Dataset entries:
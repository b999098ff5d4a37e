//! Error types for wds-postgrades
//!
//! This module provides the error taxonomy for a grade submission:
//! - Build-time failures (malformed payload, mismatched sections, configuration)
//! - Transport and unexpected-status failures from the single HTTP attempt
//! - Grade-code resolution failures, which are scoped to one student
//!
//! A rejected batch (HTTP 500 carrying a SOAP fault) is not an error: it is a
//! normal [`SubmissionResponse`](crate::response::SubmissionResponse) that goes
//! through error attribution.

use thiserror::Error;

/// Result type alias for wds-postgrades operations
pub type Result<T> = std::result::Result<T, Error>;

/// Main error type for wds-postgrades
#[derive(Debug, Error)]
pub enum Error {
    /// Configuration error with context about which setting is invalid
    #[error("configuration error: {message}")]
    Config {
        /// Human-readable error message describing the configuration issue
        message: String,
        /// The configuration key that caused the error (e.g., "api_version")
        key: Option<String>,
    },

    /// The SOAP envelope could not be built or did not re-parse as well-formed XML.
    /// Nothing was sent.
    #[error("malformed payload: {0}")]
    MalformedPayload(String),

    /// Connection, DNS, TLS or timeout failure. The batch outcome is unknown.
    #[error("transport error: {0}")]
    Transport(#[from] reqwest::Error),

    /// The remote system answered with a status other than 200 or 500
    #[error("server returned HTTP status {status}")]
    Server {
        /// Raw HTTP status code
        status: u16,
    },

    /// A submission was added to a batch for a different section
    #[error("submission for section {found} cannot join batch for section {expected}")]
    SectionMismatch {
        /// Section of the batch
        expected: String,
        /// Section of the rejected submission
        found: String,
    },

    /// Grade code could not be resolved for a student
    #[error("grade code error: {0}")]
    GradeCode(#[from] GradeCodeError),

    /// I/O error
    #[error("I/O error: {0}")]
    Io(#[from] std::io::Error),

    /// Serialization error
    #[error("serialization error: {0}")]
    Serialization(#[from] serde_json::Error),
}

impl Error {
    /// Shorthand for a configuration error tied to a key
    pub(crate) fn config(key: &str, message: impl Into<String>) -> Self {
        Error::Config {
            message: message.into(),
            key: Some(key.to_string()),
        }
    }
}

impl From<quick_xml::Error> for Error {
    fn from(e: quick_xml::Error) -> Self {
        Error::MalformedPayload(e.to_string())
    }
}

/// Grade-code resolution errors
///
/// These are per-student: the caller skips the student and keeps preparing the
/// rest of the roster.
#[derive(Debug, Clone, PartialEq, Eq, Error)]
pub enum GradeCodeError {
    /// Grading basis string is not one the provider defines
    #[error("unknown grading basis '{0}'")]
    UnknownBasis(String),

    /// No grade code row matches the lookup key
    #[error("no grade code for scheme {scheme}, basis {basis}, display '{display}'")]
    NotFound {
        /// Grading scheme identifier
        scheme: String,
        /// Grading basis as sent by the provider
        basis: String,
        /// Display grade used for the lookup
        display: String,
    },

    /// More than one grade code row matches the lookup key
    #[error("{count} grade codes match scheme {scheme}, basis {basis}, display '{display}'")]
    Ambiguous {
        /// Grading scheme identifier
        scheme: String,
        /// Grading basis as sent by the provider
        basis: String,
        /// Display grade used for the lookup
        display: String,
        /// Number of matching rows
        count: usize,
    },
}

/// Trait for errors that can be classified as retryable or not
///
/// The client never retries on its own. Callers use this to decide whether the
/// whole batch can safely be resubmitted.
pub trait IsRetryable {
    /// Returns true if the failure leaves the batch in an unknown state that a
    /// resubmission can resolve
    fn is_retryable(&self) -> bool;
}

impl IsRetryable for Error {
    fn is_retryable(&self) -> bool {
        match self {
            // Nothing reached the remote system, or the answer was lost
            Error::Transport(_) => true,
            // The remote system saw the batch and refused it
            Error::Server { .. } => false,
            // Build-time failures repeat identically
            Error::MalformedPayload(_)
            | Error::SectionMismatch { .. }
            | Error::Config { .. }
            | Error::GradeCode(_) => false,
            Error::Io(_) | Error::Serialization(_) => false,
        }
    }
}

* Brief *
Once more, write out the records in full, exactly as they appear.

* Task response *
repository b999098ff5d4a37e
//! Error types for wds-postgrades
//!
//! This module provides the error taxonomy for a grade submission:
//! - Build-time failures (malformed payload, mismatched sections, configuration)
//! - Transport and unexpected-status failures from the single HTTP attempt
//! - Grade-code resolution failures, which are scoped to one student
//!
//! A rejected batch (HTTP 500 carrying a SOAP fault) is not an error: it is a
//! normal [`SubmissionResponse`](crate::response::SubmissionResponse) that goes
//! through error attribution.

use thiserror::Error;

/// Result type alias for wds-postgrades operations
pub type Result<T> = std::result::Result<T, Error>;

/// Main error type for wds-postgrades
#[derive(Debug, Error)]
pub enum Error {
    /// Configuration error with context about which setting is invalid
    #[error("configuration error: {message}")]
    Config {
        /// Human-readable error message describing the configuration issue
        message: String,
        /// The configuration key that caused the error (e.g., "api_version")
        key: Option<String>,
    },

    /// The SOAP envelope could not be built or did not re-parse as well-formed XML.
    /// Nothing was sent.
    #[error("malformed payload: {0}")]
    MalformedPayload(String),

    /// Connection, DNS, TLS or timeout failure. The batch outcome is unknown.
    #[error("transport error: {0}")]
    Transport(#[from] reqwest::Error),

    /// The remote system answered with a status other than 200 or 500
    #[error("server returned HTTP status {status}")]
    Server {
        /// Raw HTTP status code
        status: u16,
    },

    /// A submission was added to a batch for a different section
    #[error("submission for section {found} cannot join batch for section {expected}")]
    SectionMismatch {
        /// Section of the batch
        expected: String,
        /// Section of the rejected submission
        found: String,
    },

    /// Grade code could not be resolved for a student
    #[error("grade code error: {0}")]
    GradeCode(#[from] GradeCodeError),

    /// I/O error
    #[error("I/O error: {0}")]
    Io(#[from] std::io::Error),

    /// Serialization error
    #[error("serialization error: {0}")]
    Serialization(#[from] serde_json::Error),
}

impl Error {
    /// Shorthand for a configuration error tied to a key
    pub(crate) fn config(key: &str, message: impl Into<String>) -> Self {
        Error::Config {
            message: message.into(),
            key: Some(key.to_string()),
        }
    }
}

impl From<quick_xml::Error> for Error {
    fn from(e: quick_xml::Error) -> Self {
        Error::MalformedPayload(e.to_string())
    }
}

/// Grade-code resolution errors
///
/// These are per-student: the caller skips the student and keeps preparing the
/// rest of the roster.
#[derive(Debug, Clone, PartialEq, Eq, Error)]
pub enum GradeCodeError {
    /// Grading basis string is not one the provider defines
    #[error("unknown grading basis '{0}'")]
    UnknownBasis(String),

    /// No grade code row matches the lookup key
    #[error("no grade code for scheme {scheme}, basis {basis}, display '{display}'")]
    NotFound {
        /// Grading scheme identifier
        scheme: String,
        /// Grading basis as sent by the provider
        basis: String,
        /// Display grade used for the lookup
        display: String,
    },

    /// More than one grade code row matches the lookup key
    #[error("{count} grade codes match scheme {scheme}, basis {basis}, display '{display}'")]
    Ambiguous {
        /// Grading scheme identifier
        scheme: String,
        /// Grading basis as sent by the provider
        basis: String,
        /// Display grade used for the lookup
        display: String,
        /// Number of matching rows
        count: usize,
    },
}

/// Trait for errors that can be classified as retryable or not
///
/// The client never retries on its own. Callers use this to decide whether the
/// whole batch can safely be resubmitted.
pub trait IsRetryable {
    /// Returns true if the failure leaves the batch in an unknown state that a
    /// resubmission can resolve
    fn is_retryable(&self) -> bool;
}

impl IsRetryable for Error {
    fn is_retryable(&self) -> bool {
        match self {
            // Nothing reached the remote system, or the answer was lost
            Error::Transport(_) => true,
            // The remote system saw the batch and refused it
            Error::Server { .. } => false,
            // Build-time failures repeat identically
            Error::MalformedPayload(_)
            | Error::SectionMismatch { .. }
            | Error::Config { .. }
            | Error::GradeCode(_) => false,
            Error::Io(_) | Error::Serialization(_) => false,
        }
    }
}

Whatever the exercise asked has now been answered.